Task prompt =
For each line of the data that includes the word "return", copy the line.

[Collected data entries]
++++++++++++++++++++
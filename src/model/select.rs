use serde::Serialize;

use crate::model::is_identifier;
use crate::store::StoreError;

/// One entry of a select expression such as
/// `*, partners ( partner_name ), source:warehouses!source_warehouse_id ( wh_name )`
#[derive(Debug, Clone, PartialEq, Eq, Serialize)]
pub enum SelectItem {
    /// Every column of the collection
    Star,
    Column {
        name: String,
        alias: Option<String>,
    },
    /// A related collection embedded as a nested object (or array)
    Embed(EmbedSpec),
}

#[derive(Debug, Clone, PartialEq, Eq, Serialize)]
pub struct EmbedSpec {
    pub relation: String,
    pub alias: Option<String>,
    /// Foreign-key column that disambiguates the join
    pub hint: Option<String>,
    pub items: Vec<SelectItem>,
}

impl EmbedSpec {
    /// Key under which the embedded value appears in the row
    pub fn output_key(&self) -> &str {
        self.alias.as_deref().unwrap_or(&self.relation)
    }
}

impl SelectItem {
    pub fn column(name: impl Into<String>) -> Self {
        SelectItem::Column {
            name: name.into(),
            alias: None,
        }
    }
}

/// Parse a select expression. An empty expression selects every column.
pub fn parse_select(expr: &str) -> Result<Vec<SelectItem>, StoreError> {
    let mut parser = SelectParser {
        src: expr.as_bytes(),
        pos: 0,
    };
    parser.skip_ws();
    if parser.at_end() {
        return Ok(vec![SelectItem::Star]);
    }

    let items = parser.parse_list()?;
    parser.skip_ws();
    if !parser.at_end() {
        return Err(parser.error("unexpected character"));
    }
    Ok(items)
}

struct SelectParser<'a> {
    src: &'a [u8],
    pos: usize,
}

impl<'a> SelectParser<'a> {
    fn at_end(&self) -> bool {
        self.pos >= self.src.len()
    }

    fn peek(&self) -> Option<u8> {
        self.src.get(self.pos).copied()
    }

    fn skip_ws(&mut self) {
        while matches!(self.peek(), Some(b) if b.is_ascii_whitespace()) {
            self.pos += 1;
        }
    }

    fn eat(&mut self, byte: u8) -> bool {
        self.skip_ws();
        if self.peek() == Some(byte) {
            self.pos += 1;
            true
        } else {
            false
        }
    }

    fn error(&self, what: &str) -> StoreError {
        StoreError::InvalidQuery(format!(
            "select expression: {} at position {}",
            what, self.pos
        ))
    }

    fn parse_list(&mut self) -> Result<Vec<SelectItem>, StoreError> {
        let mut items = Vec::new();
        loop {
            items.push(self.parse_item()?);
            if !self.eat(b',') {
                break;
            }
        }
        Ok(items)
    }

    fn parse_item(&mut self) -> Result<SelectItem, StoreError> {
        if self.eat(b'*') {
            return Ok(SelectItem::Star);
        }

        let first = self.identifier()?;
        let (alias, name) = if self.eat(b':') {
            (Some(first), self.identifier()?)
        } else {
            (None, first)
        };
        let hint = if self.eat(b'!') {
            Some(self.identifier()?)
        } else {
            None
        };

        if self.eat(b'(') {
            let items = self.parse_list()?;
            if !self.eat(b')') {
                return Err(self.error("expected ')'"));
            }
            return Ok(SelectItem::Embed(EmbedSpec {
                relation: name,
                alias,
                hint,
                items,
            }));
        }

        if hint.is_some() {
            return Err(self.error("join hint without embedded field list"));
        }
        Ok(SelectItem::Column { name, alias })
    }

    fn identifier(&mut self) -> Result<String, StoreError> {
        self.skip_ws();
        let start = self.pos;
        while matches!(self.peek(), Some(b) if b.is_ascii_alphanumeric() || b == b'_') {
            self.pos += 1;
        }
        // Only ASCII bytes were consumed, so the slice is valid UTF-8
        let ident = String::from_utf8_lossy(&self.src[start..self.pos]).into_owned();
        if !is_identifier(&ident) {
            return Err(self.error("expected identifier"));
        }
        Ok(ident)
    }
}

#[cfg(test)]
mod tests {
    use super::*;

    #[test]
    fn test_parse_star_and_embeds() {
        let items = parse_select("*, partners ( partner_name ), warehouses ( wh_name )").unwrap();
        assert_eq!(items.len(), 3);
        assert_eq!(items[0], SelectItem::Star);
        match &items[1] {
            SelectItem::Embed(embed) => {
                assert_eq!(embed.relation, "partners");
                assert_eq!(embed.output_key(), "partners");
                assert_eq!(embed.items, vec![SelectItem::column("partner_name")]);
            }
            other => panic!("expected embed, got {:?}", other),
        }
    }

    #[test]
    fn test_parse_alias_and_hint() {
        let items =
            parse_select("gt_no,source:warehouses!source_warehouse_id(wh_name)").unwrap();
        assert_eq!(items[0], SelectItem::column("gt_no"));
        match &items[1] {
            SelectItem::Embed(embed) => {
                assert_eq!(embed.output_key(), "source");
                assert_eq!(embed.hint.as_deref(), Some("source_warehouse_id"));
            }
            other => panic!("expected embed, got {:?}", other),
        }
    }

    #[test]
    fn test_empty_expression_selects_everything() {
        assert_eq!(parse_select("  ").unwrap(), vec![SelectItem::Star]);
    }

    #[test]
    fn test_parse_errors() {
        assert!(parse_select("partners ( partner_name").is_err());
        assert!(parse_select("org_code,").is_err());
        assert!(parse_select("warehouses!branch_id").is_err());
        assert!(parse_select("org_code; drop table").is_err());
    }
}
++++++++++++++++++++
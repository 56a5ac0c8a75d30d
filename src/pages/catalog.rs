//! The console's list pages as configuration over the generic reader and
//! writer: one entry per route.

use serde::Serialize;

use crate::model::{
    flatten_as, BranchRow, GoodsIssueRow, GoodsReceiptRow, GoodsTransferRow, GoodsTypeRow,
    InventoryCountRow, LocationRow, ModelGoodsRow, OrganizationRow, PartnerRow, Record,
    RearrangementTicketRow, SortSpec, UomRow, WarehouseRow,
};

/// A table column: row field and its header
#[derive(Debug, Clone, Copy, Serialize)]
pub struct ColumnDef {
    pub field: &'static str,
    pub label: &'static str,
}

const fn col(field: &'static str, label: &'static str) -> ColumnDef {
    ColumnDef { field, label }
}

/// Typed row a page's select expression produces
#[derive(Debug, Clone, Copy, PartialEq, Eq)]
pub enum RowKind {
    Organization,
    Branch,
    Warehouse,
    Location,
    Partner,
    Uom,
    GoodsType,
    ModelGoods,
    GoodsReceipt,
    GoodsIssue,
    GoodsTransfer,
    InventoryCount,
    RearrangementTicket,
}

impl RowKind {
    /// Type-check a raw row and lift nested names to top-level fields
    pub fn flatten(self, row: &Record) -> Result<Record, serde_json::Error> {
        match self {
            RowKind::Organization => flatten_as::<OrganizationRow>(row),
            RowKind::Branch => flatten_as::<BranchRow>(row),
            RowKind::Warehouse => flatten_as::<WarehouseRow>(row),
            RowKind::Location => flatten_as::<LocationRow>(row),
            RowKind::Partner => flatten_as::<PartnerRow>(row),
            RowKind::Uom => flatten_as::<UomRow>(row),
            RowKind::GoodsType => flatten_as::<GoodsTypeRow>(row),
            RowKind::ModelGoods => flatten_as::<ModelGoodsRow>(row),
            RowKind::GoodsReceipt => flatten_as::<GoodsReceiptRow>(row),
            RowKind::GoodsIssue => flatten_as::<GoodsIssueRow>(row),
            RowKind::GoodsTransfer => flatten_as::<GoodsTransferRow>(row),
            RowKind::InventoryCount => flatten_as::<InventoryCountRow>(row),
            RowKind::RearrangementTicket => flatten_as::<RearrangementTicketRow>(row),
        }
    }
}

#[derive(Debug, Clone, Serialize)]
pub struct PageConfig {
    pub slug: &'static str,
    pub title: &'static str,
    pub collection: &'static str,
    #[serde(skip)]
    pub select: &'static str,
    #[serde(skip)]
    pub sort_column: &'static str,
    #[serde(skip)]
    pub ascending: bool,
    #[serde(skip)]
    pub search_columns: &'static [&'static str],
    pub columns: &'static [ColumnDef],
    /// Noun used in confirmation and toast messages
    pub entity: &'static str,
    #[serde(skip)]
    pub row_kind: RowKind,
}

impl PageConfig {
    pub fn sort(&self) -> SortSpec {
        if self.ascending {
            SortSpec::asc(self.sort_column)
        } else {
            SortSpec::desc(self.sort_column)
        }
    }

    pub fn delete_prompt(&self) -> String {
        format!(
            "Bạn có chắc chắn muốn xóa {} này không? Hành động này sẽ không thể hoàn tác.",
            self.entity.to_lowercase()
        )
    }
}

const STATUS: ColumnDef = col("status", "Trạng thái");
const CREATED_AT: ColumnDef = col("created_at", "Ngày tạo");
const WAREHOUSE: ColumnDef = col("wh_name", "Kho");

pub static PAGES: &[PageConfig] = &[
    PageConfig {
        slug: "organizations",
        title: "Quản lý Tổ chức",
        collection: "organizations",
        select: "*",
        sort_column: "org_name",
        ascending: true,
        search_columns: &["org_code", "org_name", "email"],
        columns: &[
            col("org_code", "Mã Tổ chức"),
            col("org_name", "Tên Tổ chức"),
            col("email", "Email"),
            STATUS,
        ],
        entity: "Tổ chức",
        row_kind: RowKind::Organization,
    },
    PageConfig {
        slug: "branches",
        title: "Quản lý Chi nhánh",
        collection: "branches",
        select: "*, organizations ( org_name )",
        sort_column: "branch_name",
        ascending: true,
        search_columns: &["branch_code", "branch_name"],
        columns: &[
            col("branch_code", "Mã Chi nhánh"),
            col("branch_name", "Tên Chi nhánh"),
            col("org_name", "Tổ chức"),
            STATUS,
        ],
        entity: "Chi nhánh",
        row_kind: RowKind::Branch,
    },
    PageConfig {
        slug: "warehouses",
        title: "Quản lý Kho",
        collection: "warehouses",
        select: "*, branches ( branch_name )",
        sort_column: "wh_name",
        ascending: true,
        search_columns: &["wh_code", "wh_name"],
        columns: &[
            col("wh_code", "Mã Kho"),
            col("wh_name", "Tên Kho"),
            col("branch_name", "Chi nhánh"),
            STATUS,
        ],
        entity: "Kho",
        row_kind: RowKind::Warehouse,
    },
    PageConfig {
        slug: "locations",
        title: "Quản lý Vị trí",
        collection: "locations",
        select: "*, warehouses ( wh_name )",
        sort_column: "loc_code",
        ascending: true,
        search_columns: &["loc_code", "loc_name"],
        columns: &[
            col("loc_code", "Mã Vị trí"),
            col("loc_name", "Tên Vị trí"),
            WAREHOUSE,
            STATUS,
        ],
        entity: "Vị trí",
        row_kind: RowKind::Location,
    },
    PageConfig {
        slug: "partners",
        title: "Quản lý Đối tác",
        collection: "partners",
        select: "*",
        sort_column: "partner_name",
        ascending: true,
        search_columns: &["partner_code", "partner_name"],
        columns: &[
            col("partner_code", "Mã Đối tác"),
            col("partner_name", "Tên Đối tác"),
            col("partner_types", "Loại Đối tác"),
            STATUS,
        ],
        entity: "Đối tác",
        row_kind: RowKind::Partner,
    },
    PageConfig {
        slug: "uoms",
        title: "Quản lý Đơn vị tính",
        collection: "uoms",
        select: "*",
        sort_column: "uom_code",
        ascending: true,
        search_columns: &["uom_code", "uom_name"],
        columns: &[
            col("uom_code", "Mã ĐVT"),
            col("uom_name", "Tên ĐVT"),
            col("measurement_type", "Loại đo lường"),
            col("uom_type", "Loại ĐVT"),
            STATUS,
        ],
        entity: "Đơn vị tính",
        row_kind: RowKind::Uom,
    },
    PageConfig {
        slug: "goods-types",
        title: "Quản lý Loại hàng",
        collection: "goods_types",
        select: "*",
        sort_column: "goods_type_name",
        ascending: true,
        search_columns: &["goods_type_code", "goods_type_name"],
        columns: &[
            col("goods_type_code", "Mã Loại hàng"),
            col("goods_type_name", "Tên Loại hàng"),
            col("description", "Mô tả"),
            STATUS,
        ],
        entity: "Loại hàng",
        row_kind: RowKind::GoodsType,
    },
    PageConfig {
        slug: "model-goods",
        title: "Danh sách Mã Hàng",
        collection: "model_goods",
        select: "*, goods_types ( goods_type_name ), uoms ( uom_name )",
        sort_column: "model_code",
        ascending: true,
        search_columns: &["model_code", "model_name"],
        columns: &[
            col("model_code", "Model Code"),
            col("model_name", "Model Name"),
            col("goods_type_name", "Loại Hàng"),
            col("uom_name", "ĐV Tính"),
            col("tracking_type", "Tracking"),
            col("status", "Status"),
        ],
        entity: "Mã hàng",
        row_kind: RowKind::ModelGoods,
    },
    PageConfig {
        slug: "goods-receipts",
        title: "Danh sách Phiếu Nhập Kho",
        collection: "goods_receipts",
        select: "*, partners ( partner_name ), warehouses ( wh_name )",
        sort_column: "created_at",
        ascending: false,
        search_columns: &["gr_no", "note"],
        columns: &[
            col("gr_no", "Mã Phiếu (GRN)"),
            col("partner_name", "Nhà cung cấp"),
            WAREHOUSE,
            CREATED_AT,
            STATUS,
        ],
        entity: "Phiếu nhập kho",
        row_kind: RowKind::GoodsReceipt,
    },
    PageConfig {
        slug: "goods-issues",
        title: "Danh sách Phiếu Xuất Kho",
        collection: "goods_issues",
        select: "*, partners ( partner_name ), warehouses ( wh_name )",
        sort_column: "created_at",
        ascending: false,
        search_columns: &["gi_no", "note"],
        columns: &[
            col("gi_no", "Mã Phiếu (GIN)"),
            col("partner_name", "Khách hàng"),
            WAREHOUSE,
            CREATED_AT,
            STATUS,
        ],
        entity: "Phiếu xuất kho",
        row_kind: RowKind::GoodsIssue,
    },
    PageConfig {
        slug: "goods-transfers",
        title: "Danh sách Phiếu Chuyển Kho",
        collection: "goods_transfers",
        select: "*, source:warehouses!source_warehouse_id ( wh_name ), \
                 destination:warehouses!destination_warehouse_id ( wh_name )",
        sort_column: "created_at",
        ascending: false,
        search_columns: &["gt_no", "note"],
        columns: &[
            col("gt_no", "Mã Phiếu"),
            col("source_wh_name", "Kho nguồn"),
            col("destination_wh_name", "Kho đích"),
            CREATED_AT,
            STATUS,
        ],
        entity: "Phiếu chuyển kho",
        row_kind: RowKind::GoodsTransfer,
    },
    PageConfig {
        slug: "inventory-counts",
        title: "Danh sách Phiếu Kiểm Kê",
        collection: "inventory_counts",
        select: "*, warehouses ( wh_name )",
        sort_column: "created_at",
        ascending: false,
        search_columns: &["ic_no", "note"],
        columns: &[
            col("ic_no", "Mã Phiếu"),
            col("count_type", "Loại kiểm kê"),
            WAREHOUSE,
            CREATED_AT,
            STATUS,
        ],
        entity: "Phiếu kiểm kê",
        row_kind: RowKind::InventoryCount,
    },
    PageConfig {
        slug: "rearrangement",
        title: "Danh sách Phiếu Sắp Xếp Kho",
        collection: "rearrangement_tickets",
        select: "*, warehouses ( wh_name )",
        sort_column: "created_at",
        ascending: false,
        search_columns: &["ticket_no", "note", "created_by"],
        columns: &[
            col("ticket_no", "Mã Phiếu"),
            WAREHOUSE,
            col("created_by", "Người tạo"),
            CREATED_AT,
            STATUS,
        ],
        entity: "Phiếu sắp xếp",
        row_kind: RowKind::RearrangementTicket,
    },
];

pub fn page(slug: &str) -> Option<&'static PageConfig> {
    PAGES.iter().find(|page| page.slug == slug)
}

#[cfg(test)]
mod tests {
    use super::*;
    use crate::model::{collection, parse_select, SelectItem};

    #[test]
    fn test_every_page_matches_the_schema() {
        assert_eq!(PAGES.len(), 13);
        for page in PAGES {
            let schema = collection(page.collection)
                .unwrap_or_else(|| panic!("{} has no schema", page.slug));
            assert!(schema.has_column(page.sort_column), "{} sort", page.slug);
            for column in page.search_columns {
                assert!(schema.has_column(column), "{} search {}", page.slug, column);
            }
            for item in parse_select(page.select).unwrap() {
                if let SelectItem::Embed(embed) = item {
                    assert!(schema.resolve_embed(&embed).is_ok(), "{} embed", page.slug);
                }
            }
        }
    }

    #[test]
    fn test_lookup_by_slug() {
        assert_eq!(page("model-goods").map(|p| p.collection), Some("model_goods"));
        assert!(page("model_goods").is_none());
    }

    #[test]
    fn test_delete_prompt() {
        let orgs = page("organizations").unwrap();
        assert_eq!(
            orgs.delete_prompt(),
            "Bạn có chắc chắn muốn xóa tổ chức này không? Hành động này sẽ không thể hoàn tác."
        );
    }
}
++++++++++++++++++++
Output for this exercise =
        return Ok(vec![SelectItem::Star]);
        return Err(parser.error("unexpected character"));
            return Ok(SelectItem::Star);
                return Err(self.error("expected ')'"));
            return Ok(SelectItem::Embed(EmbedSpec {
            return Err(self.error("join hint without embedded field list"));
            return Err(self.error("expected identifier"));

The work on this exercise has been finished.